The trial, which took place at the UCLA outpatient research facility between July 2015 and December 2019, looked at two prescription medications and their effects on drinking and smoking:

  • Varenicline (for smoking)
  • Naltrexone (for alcoholism)

Involving 165 participants, ranging from 21 to 65 years of age and who smoked five or more cigarettes a day, researchers found varenicline (brand name Chantix) could be useful in limiting one’s consumption of alcohol.

For the study, the participants were asked to stop smoking and reduce their alcohol consumption. During those 12 weeks, every person was given two milligrams of varenicline two times a day. In addition, 83 people got a daily 50 milligrams of naltrexone, with the rest receiving a placebo.

At a follow-up 26 weeks after the study concluded, researchers learned 59 participants (36%) quit smoking altogether.

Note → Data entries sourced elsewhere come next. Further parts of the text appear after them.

//! 像素查询原语：坐标取色与带容差的颜色比较，所有断言都建立在这两个函数之上。

use crate::raster::{Image, Rgb};

/// 读取 `(x, y)` 处像素的前三个通道；越界返回 `None`。
///
/// RGBA 图像的 alpha 字节会被跳过。
pub fn pixel_at(image: &Image, x: u32, y: u32) -> Option<Rgb> {
    if x >= image.width() || y >= image.height() {
        return None;
    }

    let offset = (y as usize * image.width() as usize + x as usize) * image.bytes_per_pixel();
    let px = image.as_bytes().get(offset..offset + 3)?;
    Some(Rgb::new(px[0], px[1], px[2]))
}

/// 每个通道的绝对差都不超过 `tolerance` 时返回 `true`；`actual` 缺失时恒为 `false`。
pub fn approximately_equals(actual: Option<Rgb>, expected: Rgb, tolerance: u8) -> bool {
    let Some(actual) = actual else {
        return false;
    };

    actual.r.abs_diff(expected.r) <= tolerance
        && actual.g.abs_diff(expected.g) <= tolerance
        && actual.b.abs_diff(expected.b) <= tolerance
}

#[cfg(test)]
mod tests {
    use super::*;

    fn red_2x2() -> Image {
        Image::new(2, 2, 3, [255u8, 0, 0].repeat(4)).unwrap()
    }

    #[test]
    fn pixel_at_reads_leading_channels_and_bounds() {
        let image = red_2x2();

        assert_eq!(pixel_at(&image, 0, 0), Some(Rgb::new(255, 0, 0)));
        assert_eq!(pixel_at(&image, 1, 1), Some(Rgb::new(255, 0, 0)));
        assert_eq!(pixel_at(&image, 2, 0), None);
        assert_eq!(pixel_at(&image, 0, 2), None);
        assert_eq!(pixel_at(&image, u32::MAX, u32::MAX), None);
    }

    #[test]
    fn pixel_at_uses_row_major_offsets() {
        let bytes: Vec<u8> = (0..24).collect();
        let image = Image::new(3, 2, 4, bytes).unwrap();

        // (1, 1) → 像素序号 4 → 偏移 16，alpha(19) 被忽略
        assert_eq!(pixel_at(&image, 1, 1), Some(Rgb::new(16, 17, 18)));
        assert_eq!(pixel_at(&image, 2, 0), Some(Rgb::new(8, 9, 10)));
    }

    #[test]
    fn approximately_equals_checks_each_channel() {
        let actual = Some(Rgb::new(12, 16, 22));

        assert!(approximately_equals(actual, Rgb::new(10, 14, 20), 25));
        assert!(!approximately_equals(actual, Rgb::new(200, 16, 22), 25));
        assert!(approximately_equals(actual, Rgb::new(12, 16, 22), 0));
        assert!(!approximately_equals(actual, Rgb::new(12, 16, 23), 0));
        assert!(!approximately_equals(None, Rgb::new(0, 0, 0), 255));
        assert!(approximately_equals(Some(Rgb::new(0, 0, 0)), Rgb::new(255, 255, 255), 255));
    }
}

This can represent a future addition to existing therapy methods.

Trial’s smoking quit rate was outstanding

UCLA Shirley M. Hatos Chair of Clinical Neuropharmacology professor of psychology and psychiatry and biobehavioral sciences Lara Ray said the trial’s smoking quit rate was outstanding. According to Ray, other varenicline-related studies show a 25% to 30% success rate after six months.

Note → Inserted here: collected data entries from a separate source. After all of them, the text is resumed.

//! # 截图探针 — 命令行入口
//!
//! 本文件仅负责日志初始化与子命令分发。
//! 解码、采样与监视器逻辑分布在各子模块中，详见 `lib.rs` 架构文档。

use std::path::{Path, PathBuf};
use std::process::ExitCode;

use clap::{Parser, Subcommand};

use screen_probe::error::AppError;
use screen_probe::harness::HarnessConfig;
use screen_probe::raster::{self, ColorTypePolicy, Rgb};
use screen_probe::sampler::{PixelSampler, approximately_equals};

#[derive(Debug, Parser)]
#[command(name = "screen-probe", version, about = "Decode VM captures and query pixels")]
struct Cli {
    /// JSON 配置文件（缺失字段使用默认值）
    #[arg(long, global = true)]
    config: Option<PathBuf>,

    /// 覆盖配置中的颜色类型策略：permissive | strict
    #[arg(long, global = true)]
    color_policy: Option<String>,

    #[command(subcommand)]
    command: Command,
}

#[derive(Debug, Subcommand)]
enum Command {
    /// 打印容器格式、尺寸与每像素字节数
    Info { path: PathBuf },

    /// 读取一个像素，可选地与期望颜色比较
    Pixel {
        path: PathBuf,
        x: u32,
        y: u32,
        /// 期望颜色：RRGGBB、#RRGGBB 或 r,g,b
        #[arg(long)]
        expect: Option<String>,
        /// 每通道容差，默认取配置中的 default_tolerance
        #[arg(long)]
        tolerance: Option<u8>,
    },

    /// 通过 QEMU 监视器截图
    #[cfg(unix)]
    Capture {
        /// 截图输出路径，默认取配置中的 screenshot_path
        #[arg(long)]
        out: Option<PathBuf>,
        /// 截图后打印该坐标的颜色
        #[arg(long, num_args = 2, value_names = ["X", "Y"])]
        at: Option<Vec<u32>>,
    },
}

#[tokio::main]
async fn main() -> ExitCode {
    env_logger::Builder::from_env(env_logger::Env::default().default_filter_or("info")).init();

    let cli = Cli::parse();
    match run(cli).await {
        Ok(true) => ExitCode::SUCCESS,
        Ok(false) => ExitCode::FAILURE,
        Err(err) => {
            log::error!("❌ {}", err);
            ExitCode::from(2)
        }
    }
}

fn load_config(cli: &Cli) -> Result<HarnessConfig, AppError> {
    let mut config = match &cli.config {
        Some(path) => HarnessConfig::load_from_path(path),
        None => HarnessConfig::default(),
    };

    if let Some(policy) = &cli.color_policy {
        config.decoder.color_type_policy = ColorTypePolicy::from_str(policy)?;
    }

    Ok(config)
}

/// 返回 `Ok(false)` 表示查询完成但结果不满足期望。
async fn run(cli: Cli) -> Result<bool, AppError> {
    let config = load_config(&cli)?;

    match cli.command {
        Command::Info { path } => {
            print_info(&path, &config)?;
            Ok(true)
        }
        Command::Pixel {
            path,
            x,
            y,
            expect,
            tolerance,
        } => {
            let expected = expect.as_deref().map(parse_color).transpose()?;
            let tolerance = tolerance.unwrap_or(config.default_tolerance);
            let sampler = PixelSampler::new(config.decoder);
            Ok(report_pixel(&sampler, &path, x, y, expected, tolerance))
        }
        #[cfg(unix)]
        Command::Capture { out, at } => capture(config, out, at).await,
    }
}

fn print_info(path: &Path, config: &HarnessConfig) -> Result<(), AppError> {
    let bytes = std::fs::read(path)?;
    let format = raster::sniff(&bytes)?;
    let image = raster::decode_bytes(&bytes, &config.decoder)?;

    println!(
        "{}: {} {}x{} bpp={}",
        path.display(),
        format,
        image.width(),
        image.height(),
        image.bytes_per_pixel()
    );
    Ok(())
}

fn parse_color(text: &str) -> Result<Rgb, AppError> {
    Rgb::parse(text).ok_or_else(|| AppError::Config(format!("无法解析颜色: {text}")))
}

fn report_pixel(
    sampler: &PixelSampler,
    path: &Path,
    x: u32,
    y: u32,
    expected: Option<Rgb>,
    tolerance: u8,
) -> bool {
    let actual = sampler.pixel_at(path, x, y);
    match actual {
        Some(rgb) => println!("({},{}) = {}", x, y, rgb),
        None => println!("({},{}) unavailable", x, y),
    }

    match expected {
        Some(expected) => {
            let matched = approximately_equals(actual, expected, tolerance);
            println!(
                "{} expected {} tolerance {}",
                if matched { "MATCH" } else { "MISMATCH" },
                expected,
                tolerance
            );
            matched
        }
        None => actual.is_some(),
    }
}

#[cfg(unix)]
async fn capture(
    config: HarnessConfig,
    out: Option<PathBuf>,
    at: Option<Vec<u32>>,
) -> Result<bool, AppError> {
    use screen_probe::harness::QemuMonitor;

    let path = out.unwrap_or_else(|| config.screenshot_path.clone());
    let sampler = PixelSampler::new(config.decoder.clone());
    let mut monitor = QemuMonitor::connect(config).await?;
    monitor.screendump(&path, &sampler).await?;
    println!("{}", path.display());

    match at.as_deref() {
        Some(&[x, y]) => Ok(report_pixel(&sampler, &path, x, y, None, 0)),
        _ => Ok(true),
    }
}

She said the medication exceeded the researchers’ expectations, especially in such a diverse group of individuals. According to Ray, other studies that involved Black participants had a lower-than-average smoking termination rate. However, the current trial involved more Blacks than other races and did not follow the same rate.

Researchers were surprised to learn that varenicline and placebo participants had a higher smoking cessation rate than those who received both actual drugs.

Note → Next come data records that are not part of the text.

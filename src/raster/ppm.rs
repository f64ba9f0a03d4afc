//! # PPM（二进制 P6）解析
//!
//! ## 实现思路
//!
//! 1. 头部按 token 读取：跳过空白（空格/制表/换行/回车），
//!    token 起始处遇到 `#` 则吞掉整行注释后继续。
//! 2. 依次读取 `magic width height maxval`，`maxval` 后恰好一个空白字节。
//! 3. `maxval < 256` 时每通道 1 字节，直接拷贝；否则每通道 2 字节（大端），只取高字节。
//! 4. 样本数据不足时返回 `Truncated`，多余的尾部字节忽略。

use super::{DecodeError, DecoderConfig, Image};

const PPM_MAGIC: &[u8] = b"P6";

#[inline]
fn is_header_space(byte: u8) -> bool {
    matches!(byte, b' ' | b'\t' | b'\n' | b'\r')
}

/// 头部 token 读取器，游标停在最后一个 token 之后。
struct HeaderTokens<'a> {
    data: &'a [u8],
    cursor: usize,
}

impl<'a> HeaderTokens<'a> {
    fn new(data: &'a [u8]) -> Self {
        Self { data, cursor: 0 }
    }

    fn next_token(&mut self) -> Option<&'a [u8]> {
        loop {
            while self.cursor < self.data.len() && is_header_space(self.data[self.cursor]) {
                self.cursor += 1;
            }
            if self.cursor < self.data.len() && self.data[self.cursor] == b'#' {
                while self.cursor < self.data.len() && self.data[self.cursor] != b'\n' {
                    self.cursor += 1;
                }
                continue;
            }
            break;
        }

        if self.cursor >= self.data.len() {
            return None;
        }

        let start = self.cursor;
        while self.cursor < self.data.len() && !is_header_space(self.data[self.cursor]) {
            self.cursor += 1;
        }
        Some(&self.data[start..self.cursor])
    }

    fn next_number(&mut self, field: &str) -> Result<u32, DecodeError> {
        let token = self
            .next_token()
            .ok_or_else(|| DecodeError::MalformedHeader(format!("缺少字段 {}", field)))?;

        std::str::from_utf8(token)
            .ok()
            .filter(|text| text.bytes().all(|b| b.is_ascii_digit()))
            .and_then(|text| text.parse::<u32>().ok())
            .ok_or_else(|| {
                DecodeError::MalformedHeader(format!(
                    "字段 {} 不是合法数字：{:?}",
                    field,
                    String::from_utf8_lossy(token)
                ))
            })
    }
}

/// PPM 头部字段。
#[derive(Debug, Clone, Copy, PartialEq, Eq)]
pub struct PpmHeader {
    pub width: u32,
    pub height: u32,
    pub maxval: u32,
    /// 像素数据在文件中的起始偏移。
    pub data_offset: usize,
}

impl PpmHeader {
    /// 每个通道样本占用的字节数。
    pub fn sample_bytes(&self) -> usize {
        if self.maxval < 256 { 1 } else { 2 }
    }
}

/// 只解析头部，不触碰像素数据。
pub fn parse_header(data: &[u8]) -> Result<PpmHeader, DecodeError> {
    let mut tokens = HeaderTokens::new(data);

    let magic = tokens
        .next_token()
        .ok_or_else(|| DecodeError::MalformedHeader("PPM 头部为空".to_string()))?;
    if magic != PPM_MAGIC {
        return Err(DecodeError::MalformedHeader(format!(
            "PPM 魔数应为 P6，实际为 {:?}",
            String::from_utf8_lossy(magic)
        )));
    }

    let width = tokens.next_number("width")?;
    let height = tokens.next_number("height")?;
    let maxval = tokens.next_number("maxval")?;

    if width == 0 || height == 0 {
        return Err(DecodeError::MalformedHeader(format!(
            "宽高必须为正数：{}x{}",
            width, height
        )));
    }
    if maxval == 0 || maxval > u16::MAX as u32 {
        return Err(DecodeError::MalformedHeader(format!(
            "maxval 超出范围 1..=65535：{}",
            maxval
        )));
    }

    if tokens.cursor >= data.len() {
        return Err(DecodeError::Truncated("maxval 之后缺少分隔字节".to_string()));
    }

    Ok(PpmHeader {
        width,
        height,
        maxval,
        data_offset: tokens.cursor + 1,
    })
}

/// 将二进制 PPM 解码为 3 字节/像素的 `Image`。
pub fn decode(data: &[u8], config: &DecoderConfig) -> Result<Image, DecodeError> {
    let header = parse_header(data)?;
    let out_len = config.check_dimensions(header.width, header.height, 3)?;

    let sample_bytes = header.sample_bytes();
    let needed = out_len
        .checked_mul(sample_bytes)
        .ok_or_else(|| DecodeError::ResourceLimit("PPM 样本长度溢出".to_string()))?;
    let raw = &data[header.data_offset..];

    if raw.len() < needed {
        return Err(DecodeError::Truncated(format!(
            "PPM 像素数据不足：期望 {} 字节，实际 {} 字节",
            needed,
            raw.len()
        )));
    }

    let pixels = if sample_bytes == 1 {
        raw[..needed].to_vec()
    } else {
        // 16 位大端样本，取高字节
        raw[..needed].chunks_exact(2).map(|sample| sample[0]).collect()
    };

    log::debug!(
        "PPM 头部：{}x{} maxval={} 样本字节={}",
        header.width,
        header.height,
        header.maxval,
        sample_bytes
    );

    Image::new(header.width, header.height, 3, pixels)
}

Ray said the news is encouraging, as it is the first significant varenicline study that focused mainly on heavy-drinking smokers.

Lowers the Drinking Rate and Eliminates Smoking altogether

Even though there was a lower smoking cessation rate among the group that received both drugs, they still did better than the placebo group in reducing their alcohol consumption. When the study started, participants were drinking an average of seven drinks a day. The group given the drug combo lowered their consumption to three drinks a day over the 12-week period. The drug-placebo group lowered their consumption to four drinks a day.

Ray said both are notable decreases. She said the findings indicate that it’s possible to attain an outcome that lowers the drinking rate and eliminates smoking altogether.

About 25% of the smokers also identified as heavy drinkers. There were no notable differences in the study’s decrease and quit rates between men and women.

Heavy drinking and smoking remain a substantial public health crisis

Heavy drinking and smoking remain a substantial public health crisis that hinders the quality of life and lifespans. But, like any addiction, the process of quitting and limit drinking is problematic. Although the study revealed medications could help, it’s not always easy for patients to remember to take more than one given medication.

Ray said taking just varenicline does an amazing job without the use of naltrexone. However, every medication has its limits and is just one part of the equation. More research is needed on addiction, and how best to treat them, she said.

According to Ray, a person who wants to quit drinking and smoking should talk to their doctor about varenicline and do both simultaneously. Based on the evidence, varenicline has been shown to help with both addictions. As such, giving it to heavy-drinking smokers may be an ideal treatment to stop smoking and reduce alcohol consumption.

Funding for Ray’s clinical trial came from the National Institute on Drug Abuse and the National Institute of Alcohol Abuse and Alcoholism.

A hard copy of the report will be available in the September print issue of the American Journal of Psychiatry but is already available online.